//! arcade — evaluate three one-button arcade games and pick the best design.
//!
//! Usage: `arcade [CONFIG.toml]`.  Without a config the library defaults are
//! used and only the console summary is printed.  Set `RUST_LOG=debug` to
//! see every individual run.

mod config;
mod games;


use std::path::{Path, PathBuf};
use std::time::Instant;

use anyhow::{Context, Result};
use tracing::{info, warn};
use tracing_subscriber::EnvFilter;

use ob_analyzer::{EvaluationReport, GameAnalyzer, compare_games};
use ob_core::SimRng;
use ob_output::{
    CsvReportWriter, JsonReportWriter, ReportWriter, TickTraceObserver, render_comparison,
    render_report,
};
use ob_pattern::{expert, load_patterns_csv};
use ob_sim::{GameAdapter, Simulator};

use config::{ArcadeConfig, OutputConfig};
use games::{BurgerStack, LavaSurfing, OrbitJumper};

fn main() -> Result<()> {
    tracing_subscriber::fmt()
        .with_env_filter(
            EnvFilter::try_from_default_env().unwrap_or_else(|_| EnvFilter::new("info")),
        )
        .init();

    // 1. Configuration.
    let config_path = std::env::args_os().nth(1).map(PathBuf::from);
    let config = ArcadeConfig::load(config_path.as_deref())?;

    // 2. Simulator and analyzer.
    let mut sim = Simulator::new(config.sim.clone())?;
    let mut analyzer = GameAnalyzer::new(config.analyzer.clone())?;
    if let Some(path) = &config.patterns {
        let extra = load_patterns_csv(path)
            .with_context(|| format!("loading patterns from {}", path.display()))?;
        info!(count = extra.len(), "loaded extra monotonous patterns");
        for pattern in extra {
            analyzer = analyzer.with_monotonous_pattern(pattern);
        }
    }

    if let Some(dir) = &config.output.dir {
        std::fs::create_dir_all(dir)
            .with_context(|| format!("creating {}", dir.display()))?;
    }

    // 3. Evaluate every game.
    let t0 = Instant::now();
    let reports = vec![
        evaluate(&mut sim, &mut analyzer, &config, &LavaSurfing)?,
        evaluate(&mut sim, &mut analyzer, &config, &OrbitJumper)?,
        evaluate(&mut sim, &mut analyzer, &config, &BurgerStack)?,
    ];

    // 4. Compare.
    let comparison = compare_games(&reports)?;
    println!("{}", render_comparison(&reports, &comparison));
    info!(
        games = reports.len(),
        elapsed_secs = t0.elapsed().as_secs_f64(),
        best = %comparison.best_game,
        "evaluation complete"
    );

    // 5. Files.
    if let Some(dir) = &config.output.dir {
        write_reports(dir, &config.output, &reports, &comparison)?;
    }

    Ok(())
}

/// Analyze one game, print its report and optionally trace an Expert run.
fn evaluate<G: GameAdapter>(
    sim: &mut Simulator,
    analyzer: &mut GameAnalyzer,
    config: &ArcadeConfig,
    game: &G,
) -> Result<EvaluationReport> {
    let report = analyzer.evaluate_game_comprehensive(sim, game);
    println!("{}", render_report(&report));

    if let (Some(dir), true) = (&config.output.dir, config.output.trace) {
        trace_expert_run(config, game, dir)?;
    }
    Ok(report)
}

/// Trace one Expert run of `game` on a simulator of its own; the
/// evaluation simulator's run count is left untouched.
fn trace_expert_run<G: GameAdapter>(config: &ArcadeConfig, game: &G, dir: &Path) -> Result<()> {
    let mut sim = Simulator::new(config.sim.clone())?;
    let path = dir.join(format!("{}_trace.csv", game.name()));
    let mut rng = SimRng::new(config.analyzer.pattern_seed);
    let pattern = expert(&mut rng, config.analyzer.pattern_cycles);

    let mut obs = TickTraceObserver::create(&path)?;
    let mut ctx = sim.init_game(game);
    let result =
        sim.simulate_game_observed(game, &mut ctx, config.analyzer.max_ticks, &pattern, &mut obs);

    if let Some(e) = obs.take_error() {
        warn!(path = %path.display(), error = %e, "tick trace incomplete");
    }
    info!(
        game = game.name(),
        rows = obs.rows(),
        score = result.score,
        path = %path.display(),
        "expert run traced"
    );
    Ok(())
}

fn write_reports(
    dir: &Path,
    output: &OutputConfig,
    reports: &[EvaluationReport],
    comparison: &ob_analyzer::GameComparison,
) -> Result<()> {
    let mut writers: Vec<Box<dyn ReportWriter>> = Vec::new();
    if output.csv {
        writers.push(Box::new(CsvReportWriter::new(dir)?));
    }
    if output.json {
        writers.push(Box::new(JsonReportWriter::new(dir)));
    }

    for writer in &mut writers {
        for report in reports {
            writer.write_report(report)?;
        }
        writer.write_comparison(comparison)?;
        writer.finish()?;
    }
    info!(dir = %dir.display(), writers = writers.len(), "reports written");
    Ok(())
}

WORK TASK → From the first line to the last, transcribe the records exactly.

SOLUTION BELOW →
//! arcade — evaluate three one-button arcade games and pick the best design.
//!
//! Usage: `arcade [CONFIG.toml]`.  Without a config the library defaults are
//! used and only the console summary is printed.  Set `RUST_LOG=debug` to
//! see every individual run.

mod config;
mod games;


use std::path::{Path, PathBuf};
use std::time::Instant;

use anyhow::{Context, Result};
use tracing::{info, warn};
use tracing_subscriber::EnvFilter;

use ob_analyzer::{EvaluationReport, GameAnalyzer, compare_games};
use ob_core::SimRng;
use ob_output::{
    CsvReportWriter, JsonReportWriter, ReportWriter, TickTraceObserver, render_comparison,
    render_report,
};
use ob_pattern::{expert, load_patterns_csv};
use ob_sim::{GameAdapter, Simulator};

use config::{ArcadeConfig, OutputConfig};
use games::{BurgerStack, LavaSurfing, OrbitJumper};

fn main() -> Result<()> {
    tracing_subscriber::fmt()
        .with_env_filter(
            EnvFilter::try_from_default_env().unwrap_or_else(|_| EnvFilter::new("info")),
        )
        .init();

    // 1. Configuration.
    let config_path = std::env::args_os().nth(1).map(PathBuf::from);
    let config = ArcadeConfig::load(config_path.as_deref())?;

    // 2. Simulator and analyzer.
    let mut sim = Simulator::new(config.sim.clone())?;
    let mut analyzer = GameAnalyzer::new(config.analyzer.clone())?;
    if let Some(path) = &config.patterns {
        let extra = load_patterns_csv(path)
            .with_context(|| format!("loading patterns from {}", path.display()))?;
        info!(count = extra.len(), "loaded extra monotonous patterns");
        for pattern in extra {
            analyzer = analyzer.with_monotonous_pattern(pattern);
        }
    }

    if let Some(dir) = &config.output.dir {
        std::fs::create_dir_all(dir)
            .with_context(|| format!("creating {}", dir.display()))?;
    }

    // 3. Evaluate every game.
    let t0 = Instant::now();
    let reports = vec![
        evaluate(&mut sim, &mut analyzer, &config, &LavaSurfing)?,
        evaluate(&mut sim, &mut analyzer, &config, &OrbitJumper)?,
        evaluate(&mut sim, &mut analyzer, &config, &BurgerStack)?,
    ];

    // 4. Compare.
    let comparison = compare_games(&reports)?;
    println!("{}", render_comparison(&reports, &comparison));
    info!(
        games = reports.len(),
        elapsed_secs = t0.elapsed().as_secs_f64(),
        best = %comparison.best_game,
        "evaluation complete"
    );

    // 5. Files.
    if let Some(dir) = &config.output.dir {
        write_reports(dir, &config.output, &reports, &comparison)?;
    }

    Ok(())
}

/// Analyze one game, print its report and optionally trace an Expert run.
fn evaluate<G: GameAdapter>(
    sim: &mut Simulator,
    analyzer: &mut GameAnalyzer,
    config: &ArcadeConfig,
    game: &G,
) -> Result<EvaluationReport> {
    let report = analyzer.evaluate_game_comprehensive(sim, game);
    println!("{}", render_report(&report));

    if let (Some(dir), true) = (&config.output.dir, config.output.trace) {
        trace_expert_run(config, game, dir)?;
    }
    Ok(report)
}

/// Trace one Expert run of `game` on a simulator of its own; the
/// evaluation simulator's run count is left untouched.
fn trace_expert_run<G: GameAdapter>(config: &ArcadeConfig, game: &G, dir: &Path) -> Result<()> {
    let mut sim = Simulator::new(config.sim.clone())?;
    let path = dir.join(format!("{}_trace.csv", game.name()));
    let mut rng = SimRng::new(config.analyzer.pattern_seed);
    let pattern = expert(&mut rng, config.analyzer.pattern_cycles);

    let mut obs = TickTraceObserver::create(&path)?;
    let mut ctx = sim.init_game(game);
    let result =
        sim.simulate_game_observed(game, &mut ctx, config.analyzer.max_ticks, &pattern, &mut obs);

    if let Some(e) = obs.take_error() {
        warn!(path = %path.display(), error = %e, "tick trace incomplete");
    }
    info!(
        game = game.name(),
        rows = obs.rows(),
        score = result.score,
        path = %path.display(),
        "expert run traced"
    );
    Ok(())
}

fn write_reports(
    dir: &Path,
    output: &OutputConfig,
    reports: &[EvaluationReport],
    comparison: &ob_analyzer::GameComparison,
) -> Result<()> {
    let mut writers: Vec<Box<dyn ReportWriter>> = Vec::new();
    if output.csv {
        writers.push(Box::new(CsvReportWriter::new(dir)?));
    }
    if output.json {
        writers.push(Box::new(JsonReportWriter::new(dir)));
    }

    for writer in &mut writers {
        for report in reports {
            writer.write_report(report)?;
        }
        writer.write_comparison(comparison)?;
        writer.finish()?;
    }
    info!(dir = %dir.display(), writers = writers.len(), "reports written");
    Ok(())
}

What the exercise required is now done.